Ryuichi Sakamoto is an enigma in my mind. Perhaps just as well known for his work with Japanese synth-pop group, Yellow Magic Orchestra, Sakamoto had established himself as one of the most important solo composers in modern Japanese music. Credited with hundreds of releases, spanning from 1978 to the present, he has bestowed upon his audience a plethora of classical piano, experimental/noise, future jazz, and synth-pop, as well as film soundtracks and scores. Since his initial success with YMO, Sakamoto has helped to garner increased attention towards Japanese music through his east-meets-west musicianship.
Now while I am no buff, let alone a “music reviewer”, I am a fan with a curious ear for all things experimental. It is through my tendencies that I was led to discover Sakamoto’s collaborative work with two renowned electronic musicians, Alva Noto and Fennesz. Alva Noto, an alias of German composer, Carsten Nicolai, has worked with Mr. Sakamoto in several projects that lean towards the territories of avant garde and chamber music, all shined with a poignant, digital gleam. It is this work that I feel most drawn to, with Sakamoto’s sparse, thoughtful style and improvisation. While similar in adaptation, Austria’s Christian Fennesz takes the opportunity to bend his magic guitar underneath Sakamoto’s keys in a nearly unrecognizable timbre. However, their roles are also reversible. Fennesz is a guitarist first, giving his neat strums and plucks to the wholly adept mind of Mr. Sakamoto, while the listener is rewarded with pieces that shimmer, undulate and fade from track to track for a sublime listen.
These were my experiences with the work of this great, visionary musician. It is abbreviated, at best, and it would do anyone good to further explore such a back catalogue, but, even without attempting such an undertaking, my curiosity and eagerness to hear this man in person were piqued. Whether it’s pop or noise, it’s clear that Sakamoto’s talent runs deep and that he can apply himself with whatever style he’s drawn to in a moment.
The Moore Theatre
Oct. 30, 2010
Two Yamahas, one player, midi-loops, pre-recorded and live ghost piano playing were flanked by speakers and backed by a large projection screen with which Ryuichi Sakamoto shared his works with a near-capacity audience on a wet and windy Saturday night in Seattle.

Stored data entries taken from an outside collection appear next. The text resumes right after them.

use figment::{
    providers::{Env, Format, Toml},
    Figment,
};
use serde::{Deserialize, Serialize};

use crate::types::ConnectionConfig;

pub const DEFAULT_MAX_WORKERS: usize = 4;
pub const DEFAULT_QUEUE_CAPACITY: usize = 1000;
pub const DEFAULT_CANCEL_GRACE_MS: u64 = 5_000; // how long cancel() waits for a running task
pub const DEFAULT_STOP_GRACE_MS: u64 = 10_000; // how long stop() waits for in-flight tasks

/// Top-level config (tabprof.toml + TABPROF_* env overrides).
#[derive(Debug, Clone, Default, Serialize, Deserialize)]
pub struct ProfilerConfig {
    #[serde(default)]
    pub scheduler: SchedulerConfig,
    #[serde(default)]
    pub database: DatabaseConfig,
    /// Source databases that can be profiled, addressed by `id`.
    #[serde(default)]
    pub connections: Vec<ConnectionConfig>,
}

/// Worker pool and queue sizing for the task manager.
#[derive(Debug, Clone, Serialize, Deserialize)]
pub struct SchedulerConfig {
    /// Maximum number of tasks executing at the same time.
    #[serde(default = "default_max_workers")]
    pub max_workers: usize,
    /// Capacity of the submission queue. Submissions beyond it are rejected.
    #[serde(default = "default_queue_capacity")]
    pub queue_capacity: usize,
    #[serde(default = "default_cancel_grace_ms")]
    pub cancel_grace_ms: u64,
    #[serde(default = "default_stop_grace_ms")]
    pub stop_grace_ms: u64,
}

impl Default for SchedulerConfig {
    fn default() -> Self {
        Self {
            max_workers: DEFAULT_MAX_WORKERS,
            queue_capacity: DEFAULT_QUEUE_CAPACITY,
            cancel_grace_ms: DEFAULT_CANCEL_GRACE_MS,
            stop_grace_ms: DEFAULT_STOP_GRACE_MS,
        }
    }
}

impl SchedulerConfig {
    pub fn cancel_grace(&self) -> std::time::Duration {
        std::time::Duration::from_millis(self.cancel_grace_ms)
    }

    pub fn stop_grace(&self) -> std::time::Duration {
        std::time::Duration::from_millis(self.stop_grace_ms)
    }
}

/// Location of the local result store.
#[derive(Debug, Clone, Serialize, Deserialize)]
pub struct DatabaseConfig {
    #[serde(default = "default_db_path")]
    pub path: String,
}

impl Default for DatabaseConfig {
    fn default() -> Self {
        Self {
            path: default_db_path(),
        }
    }
}

fn default_max_workers() -> usize {
    DEFAULT_MAX_WORKERS
}
fn default_queue_capacity() -> usize {
    DEFAULT_QUEUE_CAPACITY
}
fn default_cancel_grace_ms() -> u64 {
    DEFAULT_CANCEL_GRACE_MS
}
fn default_stop_grace_ms() -> u64 {
    DEFAULT_STOP_GRACE_MS
}
fn default_db_path() -> String {
    let home = std::env::var("HOME").unwrap_or_else(|_| ".".to_string());
    format!("{}/.tabprof/tabprof.db", home)
}

impl ProfilerConfig {
    /// Load config from a TOML file with TABPROF_* env var overrides.
    ///
    /// Nested keys use a double underscore, e.g.
    /// `TABPROF_SCHEDULER__MAX_WORKERS=8`.
    pub fn load(config_path: Option<&str>) -> crate::error::Result<Self> {
        let path = config_path
            .map(String::from)
            .unwrap_or_else(default_config_path);
        tracing::debug!(%path, "loading config");

        Self::figment(&path)
            .extract()
            .map_err(|e| crate::error::ProfilerError::Config(e.to_string()))
    }

    fn figment(path: &str) -> Figment {
        Figment::new()
            .merge(Toml::file(path))
            .merge(Env::prefixed("TABPROF_").split("__"))
    }

    /// Look up a configured connection by id.
    pub fn connection(&self, id: &str) -> crate::error::Result<&ConnectionConfig> {
        self.connections
            .iter()
            .find(|c| c.id == id)
            .ok_or_else(|| crate::error::ProfilerError::UnknownConnection { id: id.to_string() })
    }
}

fn default_config_path() -> String {
    let home = std::env::var("HOME").unwrap_or_else(|_| ".".to_string());
    format!("{}/.tabprof/tabprof.toml", home)
}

Quiet horizons, not empty but barely dense, where small details prick and swell, diminish and diffuse the larger landscape. Width. Depth. Some whimsy. Some energy. The concert given by the master pianist at the Moore Theater on the 30th of October felt tranquil. Sakamoto drew on material from different collaborations and parts of his cannon, most notably opening with a section from UTP, the collaborative effort created with Nicolai and The Ensemble Modern, setting the mood for a rather eerie public affair. After demonstrating the acoustical boundaries of the piano, Mr. Sakamoto came forth with several numbers from his most recent releases and was received with sighs of familiarity, followed by the evening’s first applause.
Throughout the duration of his performance (and three encores), the pieces became more varied. From a delicate meandering on the keyboard to a calculated, Reich-inspired parade of looping and phase, Sakamoto displayed his wide breadth of influence and genius behind the keys. Having freedom within a well-structured program, the audience could see their player performing with such flair that his expertise was truly irrefutable. Both sensitive and subtle, the visual and auditory environment wove an evocative presence, with Sakamoto clearly dedicated and precise in his treatment of both detail and the whole. Vacillating between cerebral and poetic, my attention felt drawn inward and I enjoyed the interplay between macro and micro perspectives.
Obviously appreciative applause in between pieces punctuated the shared world, irritating only in that not enough of the audience had a passion for silence; a vital palette cleanser and margin for the previous energy to settle. Not to mention providing needed space for the resonance of two pianos reverberating in the hall. The experience made for a touching evening. Not so much “moving”, but Sakamoto’s music-shaped warmth grazed the edges of my imagination beautifully.